Five years ago, a newly signed Trey Songz couldn’t afford to hire a traveling barber to braid his hair. Instead, he had to resort to locals to keep up his tresses — a circumstance he wasn’t exactly pleased with.

“I couldn’t maintain one person to do it all the time,” Songz recalls. “I had to find people around town and most of the time I wouldn’t even like them.”

Today, not only is his long hair gone, but Songz’ budget allows for a groomer and a personal stylist to hit the road with him, among other perks. This is in large part due to his sexually charged 2009 album, “Ready,” which has sold 778,000 copies in the United States, according to Nielsen SoundScan; spawned five hit singles; and drew favorable comparisons to the past decade’s two most enduring and influential R&B stars, Usher and R. Kelly.

Now, with the release of new album “Passion, Pain and Pleasure,” due Sept. 14 on Songbook/Atlantic Records, the 25-year-old Songz has positioned himself to not only make a run for the crown of King of R&B, but to enjoy the sort of crossover success that consistently and frustratingly eludes so many male R&B singers.

I WANNA SEX YOU UP

Before Songz became an arena-touring, multiple-hits-tallying, tossed-panty-attracting star, he was working hard just to get noticed by consumers. The Virginia Beach, Va.-born singer’s debut album, 2005’s “Gotta Make It,” has sold 395,000 U.S. copies, according to Nielsen SoundScan, and 2007’s “Trey Day,” which gave him his first No. 1 hit, “Can’t Help but Wait,” has moved only 344,000 units.

The success of “Ready” came about in part because of the groundwork Songz laid down by steadily touring the country.

“By the time he wrote for ‘Ready,’ ” Atlantic Records Group chairman/COO Julie Greenwald says, “he was an accomplished touring artist who knew what audiences wanted from him. His confidence was way up.”

Moreover, Songz was willing to submit himself to the kind of wholesale reinvention that’s usually the provenance of single-named female pop stars: He changed his look from head to toe — lopping off those braids, for starters — put crooning about love on the back burner and started singing about sex.
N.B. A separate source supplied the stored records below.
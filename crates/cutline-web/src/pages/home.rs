//! Home Page
//!
//! Single-page site: hero, service catalog, portfolio, about and the
//! contact form that opens checkout.

use leptos::prelude::*;
use leptos::task::spawn_local;

use cutline_core::{Catalog, CoreError};

use crate::api;
use crate::checkout::CheckoutModal;
use crate::components::ServiceCard;

const PORTFOLIO: [(&str, &str); 3] = [
    ("Brand Story", "Commercial cut with custom color grade"),
    ("Launch Trailer", "Motion titles and sound design"),
    ("Wedding Film", "Multi-camera edit, cinematic grade"),
];

const SKILLS: [&str; 4] = [
    "Premiere Pro & DaVinci Resolve",
    "After Effects motion graphics",
    "Color grading",
    "Audio mixing & sound design",
];

#[component]
pub fn HomePage() -> impl IntoView {
    let catalog = RwSignal::new(Catalog::standard());
    let selected = RwSignal::new(None::<String>);

    // Built-in catalog stays if the backend is unreachable
    spawn_local(async move {
        match api::fetch_pricing().await {
            Ok(fetched) if !fetched.is_empty() => catalog.set(fetched),
            Ok(_) => leptos::logging::warn!("Pricing endpoint returned no services"),
            Err(e) => leptos::logging::warn!("Using built-in pricing: {e}"),
        }
    });

    view! {
        <div class="home">
            <header class="hero" id="home">
                <h1>"Professional Video Editing"</h1>
                <p class="tagline">"From raw footage to a finished story"</p>
                <div class="cta">
                    <a href="#services" class="btn btn-primary">"View Services"</a>
                    <a href="#contact" class="btn">"Get in Touch"</a>
                </div>
            </header>

            <section class="services" id="services">
                <h2>"Services"</h2>
                <div class="services-grid">
                    <For
                        each=move || {
                            catalog.with(|catalog| {
                                catalog
                                    .iter()
                                    .map(|(key, offering)| (key.to_string(), offering.clone()))
                                    .collect::<Vec<_>>()
                            })
                        }
                        key=|(key, offering)| (key.clone(), offering.price)
                        children=move |(service_key, offering)| {
                            view! { <ServiceCard service_key offering selected /> }
                        }
                    />
                </div>
            </section>

            <section class="portfolio" id="portfolio">
                <h2>"Portfolio"</h2>
                <div class="portfolio-grid">
                    {PORTFOLIO
                        .iter()
                        .map(|(title, blurb)| {
                            view! {
                                <div class="portfolio-item">
                                    <h3>{*title}</h3>
                                    <p>{*blurb}</p>
                                </div>
                            }
                        })
                        .collect_view()}
                </div>
            </section>

            <section class="about" id="about">
                <h2>"About"</h2>
                <p>
                    "Independent editor cutting commercials and wedding films. "
                    "Every project gets a dedicated review round before delivery."
                </p>
                <div class="skills">
                    {SKILLS
                        .iter()
                        .map(|skill| view! { <div class="skill-item">{*skill}</div> })
                        .collect_view()}
                </div>
            </section>

            <ContactForm catalog selected />
            <CheckoutModal catalog selected />
        </div>
    }
}

/// Picking a service here opens the same checkout as the service cards
#[component]
fn ContactForm(catalog: RwSignal<Catalog>, selected: RwSignal<Option<String>>) -> impl IntoView {
    let choice = RwSignal::new(String::new());

    let on_submit = move |ev: leptos::ev::SubmitEvent| {
        ev.prevent_default();
        let key = choice.get_untracked();
        if catalog.with_untracked(|catalog| catalog.contains(&key)) {
            selected.set(Some(key));
        } else if let Some(window) = web_sys::window() {
            let message = CoreError::UnknownService(key).user_message().to_string();
            if let Err(e) = window.alert_with_message(&message) {
                leptos::logging::error!("alert failed: {e:?}");
            }
        }
    };

    view! {
        <section class="contact" id="contact">
            <h2>"Start a Project"</h2>
            <form id="contact-form" on:submit=on_submit>
                <input type="text" name="name" placeholder="Your name" required />
                <input type="email" name="email" placeholder="Your email" required />
                <select
                    name="service"
                    prop:value=move || choice.get()
                    on:change=move |ev| choice.set(event_target_value(&ev))
                >
                    <option value="">"Select a service"</option>
                    {move || {
                        catalog
                            .with(|catalog| {
                                catalog
                                    .iter()
                                    .map(|(key, offering)| {
                                        let label = format!(
                                            "{} - ${}",
                                            offering.name,
                                            offering.display_price(),
                                        );
                                        view! { <option value=key.to_string()>{label}</option> }
                                    })
                                    .collect::<Vec<_>>()
                            })
                    }}
                </select>
                <textarea name="message" placeholder="Tell me about your project"></textarea>
                <button type="submit" class="btn-primary">"Continue to Payment"</button>
            </form>
        </section>
    }
}
//! JSON bodies exchanged between the browser and the payment API

use rust_decimal::Decimal;
use serde::{Deserialize, Serialize};

use crate::payout::CryptoPayout;

/// `POST /api/payment/create-intent` body
#[derive(Clone, Debug, Default, Serialize, Deserialize)]
#[serde(rename_all = "camelCase")]
pub struct CreateIntentRequest {
    /// Amount in cents. Read as a decimal so `49.5` reaches validation
    #[serde(default)]
    pub amount: Option<Decimal>,

    #[serde(default)]
    pub currency: Option<String>,

    #[serde(default)]
    pub service: Option<String>,

    #[serde(default)]
    pub customer_email: Option<String>,
}

#[derive(Clone, Debug, Serialize, Deserialize)]
#[serde(rename_all = "camelCase")]
pub struct CreateIntentResponse {
    pub client_secret: Option<String>,
    pub amount: i64,
    pub currency: String,
    pub service: Option<String>,
}

/// `POST /api/payment/confirm` body
#[derive(Clone, Debug, Default, Serialize, Deserialize)]
#[serde(rename_all = "camelCase")]
pub struct ConfirmRequest {
    #[serde(default)]
    pub payment_intent_id: Option<String>,
}

impl ConfirmRequest {
    /// The intent ID, treating an empty string as absent
    pub fn intent_id(&self) -> Option<&str> {
        self.payment_intent_id
            .as_deref()
            .filter(|id| !id.trim().is_empty())
    }
}

/// Payment half of a confirmation
#[derive(Clone, Debug, PartialEq, Eq, Serialize, Deserialize)]
pub struct PaymentSummary {
    pub id: String,

    /// Amount in major units (dollars)
    #[serde(with = "rust_decimal::serde::float")]
    pub amount: Decimal,

    pub currency: String,
    pub status: String,
    pub service: Option<String>,
}

#[derive(Clone, Debug, PartialEq, Eq, Serialize, Deserialize)]
#[serde(rename_all = "camelCase")]
pub struct ConfirmResponse {
    pub success: bool,
    pub payment: PaymentSummary,
    pub crypto_payout: CryptoPayout,
}

#[cfg(test)]
mod tests {
    use super::*;
    use rust_decimal_macros::dec;

    #[test]
    fn test_create_intent_request_fractional_amount() {
        let req: CreateIntentRequest = serde_json::from_str(r#"{"amount": 49.5}"#).unwrap();
        assert_eq!(req.amount, Some(dec!(49.5)));
    }

    #[test]
    fn test_create_intent_request_optional_fields() {
        let req: CreateIntentRequest = serde_json::from_str(r#"{"amount": 2500}"#).unwrap();
        assert_eq!(req.amount, Some(dec!(2500)));
        assert!(req.currency.is_none());
        assert!(req.customer_email.is_none());

        let req: CreateIntentRequest = serde_json::from_str(
            r#"{"amount": 7500, "currency": "eur", "service": "advanced-edit", "customerEmail": "a@b.co"}"#,
        )
        .unwrap();
        assert_eq!(req.customer_email.as_deref(), Some("a@b.co"));
        assert_eq!(req.service.as_deref(), Some("advanced-edit"));
    }

    #[test]
    fn test_confirm_request_blank_id() {
        let req: ConfirmRequest = serde_json::from_str(r#"{"paymentIntentId": ""}"#).unwrap();
        assert_eq!(req.intent_id(), None);

        let req: ConfirmRequest = serde_json::from_str("{}").unwrap();
        assert_eq!(req.intent_id(), None);

        let req: ConfirmRequest = serde_json::from_str(r#"{"paymentIntentId": "pi_123"}"#).unwrap();
        assert_eq!(req.intent_id(), Some("pi_123"));
    }
}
Lots and lots of sex.

“The public likes generic more than they like to admit, so that’s what I gave them — I gave them sexual singles and they ate it up,” Songz says about the string of blatantly sexed-up hits from “Ready.” “I gave them two whole albums before this one — on one I talked about a mother’s love for her son and a father not being there, and on the other I made a song about safe sex. They were well accepted but not as much as the records on ‘Ready.’ The singles were purposely very sexual to capture people’s attention.”

“Trey directed his lyrics,” Greenwald says. “No one gave them to him or said, ‘This is what you should do.’ We can’t take any credit for that. We helped expose him, but he wrote what he wanted to write.”

Songz didn’t find it compromising to peddle sex to become a bigger star. In fact, he feels “Ready” wasn’t any more sexual than his previous albums.

“People say this album was highly sexual, but the first two albums were just as sexual,” he says. “If you listen to the ‘Ready’ album, there’s ‘Love Lost,’ ‘Black Roses,’ ‘Yo Side of the Bed’ — all songs that had nothing to do with sex, but were overlooked because they weren’t the first few singles.” 

Songz’ world’s-greatest-lover persona didn’t catch on until the summer 2009 leak of the hilariously boastful “I Invented Sex,” on which he sang,

“Girl when I get you to the crib, upstairs to the bed . . . when I pull back them sheets, and you climb on top of me/Girl you gonna think I invented sex.” And to think the track wasn’t even supposed to be a single. 

“We wrote the song and sent it over to [Songz] because I thought the song was a hit and a good fit,” songwriter Carlos “Los DaMystro” McKinney says. “He demoed it, but because of politics and bullshit, [the song wasn’t going to be released]. It actually leaked, and after they saw the reception it got, that’s when they decided to add it.”

 

“Certain people at the label didn’t believe in the record,” Songz explains. “It was said the chorus was complicated and wouldn’t do well in research at radio. We were asked to change the chorus so that the line ‘I invented sex’ came earlier. I wanted it to be a single and the label wasn’t onboard with that until after the record began to move on its own.”